Work to be completed:
Only the lines from the beginning of the data below through the line that contains "pub struct LogEntry" should be repeated, exactly as written.

Data for this task:
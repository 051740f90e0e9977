use thiserror::Error;

#[derive(Error, Debug)]
pub enum BridgeError {
    #[error("Bridge capability not available: {0}")]
    NotAvailable(String),

    #[error("Bridge operation failed: {0}")]
    OperationFailed(String),

    #[error("Serialization error: {0}")]
    Serialization(#[from] serde_json::Error),

    #[error("IO error: {0}")]
    Io(#[from] std::io::Error),
}

pub type Result<T> = std::result::Result<T, BridgeError>;
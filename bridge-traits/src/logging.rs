//! Logging Abstractions
//!
//! Structured log records and the sink trait hosts implement to receive them.

use chrono::{DateTime, Utc};
use serde::{Deserialize, Serialize};
use std::collections::HashMap;

use crate::{error::Result, platform::PlatformSendSync};

/// Log level
#[derive(
    Debug, Clone, Copy, Default, PartialEq, Eq, PartialOrd, Ord, Serialize, Deserialize,
)]
pub enum LogLevel {
    Trace,
    Debug,
    #[default]
    Info,
    Warn,
    Error,
}

/// Structured log entry
#[derive(Debug, Clone, Serialize, Deserialize)]
pub struct LogEntry {
    pub level: LogLevel,
    pub timestamp: DateTime<Utc>,
    /// Module path of the event
    pub target: String,
    pub message: String,
    pub fields: HashMap<String, String>,
}

impl LogEntry {
    pub fn new(level: LogLevel, target: impl Into<String>, message: impl Into<String>) -> Self {
        Self {
            level,
            timestamp: Utc::now(),
            target: target.into(),
            message: message.into(),
            fields: HashMap::new(),
        }
    }

    pub fn with_field(mut self, key: impl Into<String>, value: impl Into<String>) -> Self {
        self.fields.insert(key.into(), value.into());
        self
    }
}

/// Logger sink trait
///
/// Receives structured logs from the core for the host logging pipeline.
/// `log` is called inline from the tracing layer, so implementations should
/// hand entries off quickly and never call back into the core.
pub trait LoggerSink: PlatformSendSync {
    fn log(&self, entry: LogEntry) -> Result<()>;

    /// Events below this level are dropped before an entry is built.
    fn min_level(&self) -> LogLevel {
        LogLevel::Info
    }
}

/// Prints entries to stdout.
#[derive(Debug, Clone, Default)]
pub struct ConsoleLogger {
    pub min_level: LogLevel,
}

impl LoggerSink for ConsoleLogger {
    fn log(&self, entry: LogEntry) -> Result<()> {
        if entry.level >= self.min_level {
            println!(
                "[{}] {:?} {}: {} {:?}",
                entry.timestamp.format("%H:%M:%S%.3f"),
                entry.level,
                entry.target,
                entry.message,
                entry.fields
            );
        }
        Ok(())
    }

    fn min_level(&self) -> LogLevel {
        self.min_level
    }
}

Answer section:
repository 051740f90e0e9977
use thiserror::Error;

#[derive(Error, Debug)]
pub enum BridgeError {
    #[error("Bridge capability not available: {0}")]
    NotAvailable(String),

    #[error("Bridge operation failed: {0}")]
    OperationFailed(String),

    #[error("Serialization error: {0}")]
    Serialization(#[from] serde_json::Error),

    #[error("IO error: {0}")]
    Io(#[from] std::io::Error),
}

pub type Result<T> = std::result::Result<T, BridgeError>;
filename bridge-traits/src/logging.rs
//! Logging Abstractions
//!
//! Structured log records and the sink trait hosts implement to receive them.

use chrono::{DateTime, Utc};
use serde::{Deserialize, Serialize};
use std::collections::HashMap;

use crate::{error::Result, platform::PlatformSendSync};

/// Log level
#[derive(
    Debug, Clone, Copy, Default, PartialEq, Eq, PartialOrd, Ord, Serialize, Deserialize,
)]
pub enum LogLevel {
    Trace,
    Debug,
    #[default]
    Info,
    Warn,
    Error,
}

/// Structured log entry
#[derive(Debug, Clone, Serialize, Deserialize)]
pub struct LogEntry {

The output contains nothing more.